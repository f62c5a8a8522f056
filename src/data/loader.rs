//! CSV Dataset Loader Module
//! Reads the state population CSV with Polars and normalizes its numeric columns.

use super::columns::*;
use super::processor::ratio;
use super::table::PopulationTable;
use polars::prelude::*;
use std::collections::HashSet;
use std::path::{Path, PathBuf};
use thiserror::Error;
use tracing::{debug, info, warn};

#[derive(Error, Debug)]
pub enum LoaderError {
    #[error("Dataset file not found: {0}")]
    FileNotFound(PathBuf),
    #[error("Failed to load CSV: {0}")]
    Csv(#[from] PolarsError),
    #[error("Missing required columns: {}", .0.join(", "))]
    MissingColumns(Vec<String>),
    #[error("Row {0} has a blank State")]
    BlankState(usize),
    #[error("State '{0}' appears more than once")]
    DuplicateState(String),
}

/// How a raw text cell is normalized before numeric parsing.
#[derive(Debug, Clone, Copy, PartialEq, Eq)]
pub enum Cleaning {
    /// Strip thousands separators: "1,234,567"
    Thousands,
    /// Strip the percent sign: "17.6%"
    Percent,
    /// Already numeric text
    Plain,
}

const NUMERIC_COLUMNS: [(&str, Cleaning); 9] = [
    (POPULATION, Cleaning::Thousands),
    (MALES, Cleaning::Thousands),
    (FEMALES, Cleaning::Thousands),
    (RURAL_POPULATION, Cleaning::Thousands),
    (URBAN_POPULATION, Cleaning::Thousands),
    (AREA, Cleaning::Thousands),
    (DENSITY, Cleaning::Thousands),
    (DECADAL_GROWTH, Cleaning::Percent),
    (LITERACY_RATE, Cleaning::Plain),
];

/// Every column the dashboard needs from the file.
pub const REQUIRED_COLUMNS: [&str; 10] = [
    STATE,
    POPULATION,
    MALES,
    FEMALES,
    RURAL_POPULATION,
    URBAN_POPULATION,
    AREA,
    DENSITY,
    DECADAL_GROWTH,
    LITERACY_RATE,
];

/// Parse one raw cell. Anything that does not parse becomes `None`.
pub fn parse_cell(raw: Option<&str>, cleaning: Cleaning) -> Option<f64> {
    let raw = raw?.trim();
    let cleaned = match cleaning {
        Cleaning::Thousands => raw.replace(',', ""),
        Cleaning::Percent => raw.replace('%', ""),
        Cleaning::Plain => raw.to_string(),
    };
    cleaned
        .trim()
        .parse::<f64>()
        .ok()
        .filter(|v| v.is_finite())
}

/// Loads the population CSV into a cleaned [`PopulationTable`].
pub struct DatasetLoader;

impl DatasetLoader {
    /// Load and clean a CSV file using Polars.
    pub fn load_csv(path: &Path) -> Result<PopulationTable, LoaderError> {
        if !path.is_file() {
            return Err(LoaderError::FileNotFound(path.to_path_buf()));
        }

        let path_str = path.to_string_lossy().to_string();

        // Read every column as text; cleaning decides what is numeric
        let raw = LazyCsvReader::new(&path_str)
            .with_infer_schema_length(Some(0))
            .finish()?
            .collect()?;

        info!(
            path = %path.display(),
            rows = raw.height(),
            columns = raw.width(),
            "read population CSV"
        );

        Self::clean(raw)
    }

    /// Clean an already-read frame: validate the header, parse numeric
    /// columns and add the urbanization rate.
    pub fn clean(raw: DataFrame) -> Result<PopulationTable, LoaderError> {
        let present: HashSet<String> = raw
            .get_column_names()
            .iter()
            .map(|s| s.to_string())
            .collect();

        let missing: Vec<String> = REQUIRED_COLUMNS
            .iter()
            .filter(|name| !present.contains(**name))
            .map(|name| name.to_string())
            .collect();
        if !missing.is_empty() {
            return Err(LoaderError::MissingColumns(missing));
        }

        let states = Self::read_states(&raw)?;

        let mut parsed: Vec<(&str, Vec<Option<f64>>)> = Vec::with_capacity(NUMERIC_COLUMNS.len());
        for (name, cleaning) in NUMERIC_COLUMNS {
            let text = raw.column(name)?.cast(&DataType::String)?;
            let values: Vec<Option<f64>> = text
                .str()?
                .into_iter()
                .map(|cell| parse_cell(cell, cleaning))
                .collect();

            let nulls = values.iter().filter(|v| v.is_none()).count();
            if nulls > 0 {
                warn!(column = name, nulls, "cells left null after cleaning");
            } else {
                debug!(column = name, "column fully parsed");
            }
            parsed.push((name, values));
        }

        let urbanization = {
            let lookup = |wanted: &str| {
                parsed
                    .iter()
                    .find(|(name, _)| *name == wanted)
                    .map(|(_, values)| values.as_slice())
                    .unwrap_or_default()
            };
            ratio(lookup(URBAN_POPULATION), lookup(POPULATION))
        };

        let mut columns = Vec::with_capacity(parsed.len() + 2);
        columns.push(Column::new(STATE.into(), states));
        for (name, values) in parsed {
            columns.push(Column::new(name.into(), values));
        }
        columns.push(Column::new(URBANIZATION_RATE.into(), urbanization));

        let df = DataFrame::new(columns)?;
        info!(states = df.height(), "population table ready");

        Ok(PopulationTable::new(df))
    }

    fn read_states(raw: &DataFrame) -> Result<Vec<String>, LoaderError> {
        let text = raw.column(STATE)?.cast(&DataType::String)?;
        let mut seen: HashSet<String> = HashSet::new();
        let mut states = Vec::with_capacity(raw.height());

        for (row, cell) in text.str()?.into_iter().enumerate() {
            let state = cell
                .map(str::trim)
                .filter(|s| !s.is_empty())
                .ok_or(LoaderError::BlankState(row + 1))?;

            if !seen.insert(state.to_string()) {
                return Err(LoaderError::DuplicateState(state.to_string()));
            }
            states.push(state.to_string());
        }

        Ok(states)
    }
}

#[cfg(test)]
mod tests {
    use super::*;
    use crate::data::fixtures::{raw_frame, two_states};

    #[test]
    fn parse_cell_strips_separators_and_percent() {
        assert_eq!(parse_cell(Some("1,234,567"), Cleaning::Thousands), Some(1_234_567.0));
        assert_eq!(parse_cell(Some(" 17.64% "), Cleaning::Percent), Some(17.64));
        assert_eq!(parse_cell(Some("74.04"), Cleaning::Plain), Some(74.04));
        assert_eq!(parse_cell(Some("-0.5%"), Cleaning::Percent), Some(-0.5));
    }

    #[test]
    fn parse_cell_maps_garbage_to_null() {
        assert_eq!(parse_cell(None, Cleaning::Thousands), None);
        assert_eq!(parse_cell(Some(""), Cleaning::Thousands), None);
        assert_eq!(parse_cell(Some("n/a"), Cleaning::Percent), None);
        assert_eq!(parse_cell(Some("12%"), Cleaning::Thousands), None);
        assert_eq!(parse_cell(Some("inf"), Cleaning::Plain), None);
    }

    #[test]
    fn clean_converts_columns_and_adds_urbanization() {
        let table = two_states();

        assert_eq!(table.states(), vec!["A".to_string(), "B".to_string()]);
        assert_eq!(table.numeric(AREA).unwrap(), vec![Some(1000.0), Some(2000.0)]);
        assert_eq!(table.numeric(DENSITY).unwrap(), vec![Some(500.0), Some(1000.0)]);
        assert_eq!(table.numeric(DECADAL_GROWTH).unwrap(), vec![Some(5.0), Some(10.0)]);
        assert_eq!(
            table.numeric(URBANIZATION_RATE).unwrap(),
            vec![Some(0.3), Some(0.75)]
        );
    }

    #[test]
    fn urbanization_is_null_without_population() {
        let raw = raw_frame(&[
            ["A", "", "1", "1", "1", "1", "1", "1", "1%", "1"],
            ["B", "0", "1", "1", "1", "1", "1", "1", "1%", "1"],
            ["C", "10", "5", "5", "8", "2", "1", "1", "1%", "1"],
        ]);
        let table = DatasetLoader::clean(raw).unwrap();
        assert_eq!(
            table.numeric(URBANIZATION_RATE).unwrap(),
            vec![None, None, Some(0.2)]
        );
    }

    #[test]
    fn missing_columns_are_all_reported() {
        let raw = raw_frame(&[["A", "1", "1", "1", "1", "1", "1", "1", "1%", "1"]])
            .drop(DENSITY)
            .unwrap()
            .drop(LITERACY_RATE)
            .unwrap();

        match DatasetLoader::clean(raw) {
            Err(LoaderError::MissingColumns(missing)) => {
                assert_eq!(missing, vec![DENSITY.to_string(), LITERACY_RATE.to_string()]);
            }
            other => panic!("expected MissingColumns, got {other:?}"),
        }
    }

    #[test]
    fn duplicate_and_blank_states_are_rejected() {
        let dup = raw_frame(&[
            ["A", "1", "1", "1", "1", "1", "1", "1", "1%", "1"],
            [" A ", "2", "1", "1", "1", "1", "1", "1", "1%", "1"],
        ]);
        assert!(matches!(
            DatasetLoader::clean(dup),
            Err(LoaderError::DuplicateState(s)) if s == "A"
        ));

        let blank = raw_frame(&[
            ["A", "1", "1", "1", "1", "1", "1", "1", "1%", "1"],
            ["  ", "2", "1", "1", "1", "1", "1", "1", "1%", "1"],
        ]);
        assert!(matches!(
            DatasetLoader::clean(blank),
            Err(LoaderError::BlankState(2))
        ));
    }

    #[test]
    fn missing_file_is_fatal() {
        let err = DatasetLoader::load_csv(Path::new("/definitely/not/here/population.csv"))
            .unwrap_err();
        assert!(matches!(err, LoaderError::FileNotFound(_)));
    }
}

● ● ●

EXERCISE BRIEF :: What lines of the listing above hold "HashSet"? Copy all of them.

PROBLEM SOLUTION ::
use std::collections::HashSet;
        let present: HashSet<String> = raw
        let mut seen: HashSet<String> = HashSet::new();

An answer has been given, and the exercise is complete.